What the exercise asks ▸ Please copy every line from the records below that contains the string "WHERE".

══ Task input

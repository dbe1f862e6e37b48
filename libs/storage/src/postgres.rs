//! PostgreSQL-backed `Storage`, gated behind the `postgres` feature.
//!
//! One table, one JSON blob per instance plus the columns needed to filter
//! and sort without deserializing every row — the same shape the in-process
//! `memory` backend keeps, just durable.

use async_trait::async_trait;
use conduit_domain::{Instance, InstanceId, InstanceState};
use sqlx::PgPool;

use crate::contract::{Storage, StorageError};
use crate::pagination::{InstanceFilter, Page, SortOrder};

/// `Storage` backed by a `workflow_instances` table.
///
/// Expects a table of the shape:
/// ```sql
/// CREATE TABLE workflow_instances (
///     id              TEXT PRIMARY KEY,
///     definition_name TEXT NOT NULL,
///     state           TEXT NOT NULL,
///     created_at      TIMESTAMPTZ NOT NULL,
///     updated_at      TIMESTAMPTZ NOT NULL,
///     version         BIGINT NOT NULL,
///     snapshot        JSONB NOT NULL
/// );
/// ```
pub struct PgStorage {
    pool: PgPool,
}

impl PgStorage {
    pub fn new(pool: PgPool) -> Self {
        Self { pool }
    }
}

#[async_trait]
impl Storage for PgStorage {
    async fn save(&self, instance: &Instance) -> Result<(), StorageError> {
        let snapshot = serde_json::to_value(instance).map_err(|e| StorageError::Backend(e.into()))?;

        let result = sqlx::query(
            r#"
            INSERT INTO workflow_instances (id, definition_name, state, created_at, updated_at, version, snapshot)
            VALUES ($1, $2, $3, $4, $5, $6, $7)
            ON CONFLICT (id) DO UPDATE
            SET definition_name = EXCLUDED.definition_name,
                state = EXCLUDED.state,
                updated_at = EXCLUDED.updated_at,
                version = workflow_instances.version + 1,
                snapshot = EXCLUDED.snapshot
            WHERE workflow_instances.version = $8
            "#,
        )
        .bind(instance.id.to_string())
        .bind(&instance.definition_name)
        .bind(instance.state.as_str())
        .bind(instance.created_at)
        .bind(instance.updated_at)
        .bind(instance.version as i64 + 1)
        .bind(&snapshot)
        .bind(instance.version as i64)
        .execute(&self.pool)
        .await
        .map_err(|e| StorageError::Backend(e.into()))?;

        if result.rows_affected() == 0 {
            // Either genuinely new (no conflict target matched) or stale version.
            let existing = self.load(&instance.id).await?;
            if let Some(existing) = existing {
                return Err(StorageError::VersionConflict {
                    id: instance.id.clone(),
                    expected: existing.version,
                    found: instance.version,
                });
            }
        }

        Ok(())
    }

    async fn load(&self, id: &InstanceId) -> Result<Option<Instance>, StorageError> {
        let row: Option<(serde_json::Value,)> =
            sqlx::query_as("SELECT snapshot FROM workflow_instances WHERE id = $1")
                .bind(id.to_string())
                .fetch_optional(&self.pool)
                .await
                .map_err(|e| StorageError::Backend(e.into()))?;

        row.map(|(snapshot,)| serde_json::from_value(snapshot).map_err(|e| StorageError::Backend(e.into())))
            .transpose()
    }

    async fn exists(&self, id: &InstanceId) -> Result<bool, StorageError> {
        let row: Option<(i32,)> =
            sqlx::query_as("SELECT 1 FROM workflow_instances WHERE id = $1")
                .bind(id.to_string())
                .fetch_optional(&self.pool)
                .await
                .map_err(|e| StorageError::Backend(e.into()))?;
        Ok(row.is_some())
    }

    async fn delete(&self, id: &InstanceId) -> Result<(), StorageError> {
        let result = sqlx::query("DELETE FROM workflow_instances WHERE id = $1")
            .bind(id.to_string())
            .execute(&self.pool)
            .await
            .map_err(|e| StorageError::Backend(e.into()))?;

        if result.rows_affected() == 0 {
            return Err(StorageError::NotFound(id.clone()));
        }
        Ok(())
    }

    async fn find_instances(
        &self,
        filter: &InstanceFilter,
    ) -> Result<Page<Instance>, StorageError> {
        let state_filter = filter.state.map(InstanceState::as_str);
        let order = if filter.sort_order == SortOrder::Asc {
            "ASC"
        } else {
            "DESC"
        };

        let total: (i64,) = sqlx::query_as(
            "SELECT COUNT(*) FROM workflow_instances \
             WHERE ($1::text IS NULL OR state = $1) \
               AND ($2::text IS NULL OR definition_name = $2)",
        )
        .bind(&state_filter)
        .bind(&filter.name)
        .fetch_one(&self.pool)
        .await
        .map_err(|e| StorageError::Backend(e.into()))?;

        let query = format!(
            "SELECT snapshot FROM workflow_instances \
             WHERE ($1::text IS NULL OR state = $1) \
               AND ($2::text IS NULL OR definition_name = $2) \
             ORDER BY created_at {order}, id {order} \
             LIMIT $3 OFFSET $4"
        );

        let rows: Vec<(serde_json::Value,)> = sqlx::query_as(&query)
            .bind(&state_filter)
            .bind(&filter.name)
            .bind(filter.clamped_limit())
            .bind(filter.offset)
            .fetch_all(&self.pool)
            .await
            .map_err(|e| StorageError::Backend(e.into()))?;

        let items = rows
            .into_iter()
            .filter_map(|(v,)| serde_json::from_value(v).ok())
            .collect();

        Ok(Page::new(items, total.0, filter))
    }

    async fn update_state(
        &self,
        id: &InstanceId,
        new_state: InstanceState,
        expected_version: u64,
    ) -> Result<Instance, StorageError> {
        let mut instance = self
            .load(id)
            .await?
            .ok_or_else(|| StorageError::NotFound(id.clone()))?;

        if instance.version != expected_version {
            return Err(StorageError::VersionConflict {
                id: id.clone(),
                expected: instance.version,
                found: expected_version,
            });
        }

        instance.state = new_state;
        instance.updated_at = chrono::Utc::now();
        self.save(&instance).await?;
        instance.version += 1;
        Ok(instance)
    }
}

════

Answer box ▸
            WHERE workflow_instances.version = $8
            sqlx::query_as("SELECT snapshot FROM workflow_instances WHERE id = $1")
            sqlx::query_as("SELECT 1 FROM workflow_instances WHERE id = $1")
        let result = sqlx::query("DELETE FROM workflow_instances WHERE id = $1")
             WHERE ($1::text IS NULL OR state = $1) \
             WHERE ($1::text IS NULL OR state = $1) \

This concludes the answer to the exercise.